Once the idea for a Visa Cash App Red Bull Academy Programme x Enchanté collaboration was locked in, Daniel Ricciardo’s brand began creating apparel for VCARB’s F1 Academy driver Rafaela Ferreira to wear on and off the track.
The last capsule of the year will drop right in time for the final race on the 2025 F1 Academy schedule: the Las Vegas Grand Prix.
The latest collection began just like any Enchanté production. “The real designers,” as Ricciardo calls them, created a mood board, and Ricciardo gave his thumbs up and thumbs down to ideas.

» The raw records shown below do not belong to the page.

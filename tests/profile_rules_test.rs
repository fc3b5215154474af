//! Profile validation rules

mod helpers;

use helpers::*;

use nuqta::utils::helpers::{is_valid_full_name, is_valid_phone};

#[test]
fn one_character_name_is_rejected() {
    assert!(!is_valid_full_name("A"));
    assert!(is_valid_full_name("Ay"));
}

#[test]
fn bad_phone_is_rejected() {
    assert!(!is_valid_phone("bad"));
    assert!(!is_valid_phone("555-CALL"));
}

#[test]
fn turkish_mobile_number_is_accepted() {
    assert!(is_valid_phone("+905551234567"));
    assert!(is_valid_phone("(0212) 555 12 34"));
}

#[test]
fn test_profile_builder_defaults_are_valid() {
    let profile = create_test_profile(1, "user@example.com", "en");
    assert!(is_valid_full_name(profile.full_name.as_deref().expect("name set")));
    assert!(is_valid_phone(profile.phone.as_deref().expect("phone set")));
}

The only difference this time was that Ferreira got to join in on the fun.
The day was captured for an Instagram Reel that was released in August. Ricciardo and Ferreira walk through the Enchanté New York City office, commenting on the jackets and sweatshirts, giving notes on the upcoming collection, and grabbing slices of pizza to eat on a stoop. It looks joyous, and collaborative, but of course it was also tailor-made for Enchanté’s social media. So, I ask Ferreira what it was really like.
“Even with the camera, it was real,” she says. “We were just talking about everything we think [about the capsule].” Ferreira tells me she had met Ricciardo once before, back in 2022 at the São Paulo Grand Prix, during an FIA Girls on Track availability. “I arrived at home and I said, ‘Daniel is what we see on the TV,’” she remembers. “‘He’s really nice!’” But obviously, that was just a quick hello and a photograph. This was different. “The thing I liked the most was that my dad went too, and my dad doesn’t speak English at all,” Ferreira continues, “and he was trying to talk with my dad with some words he knows in Portuguese.”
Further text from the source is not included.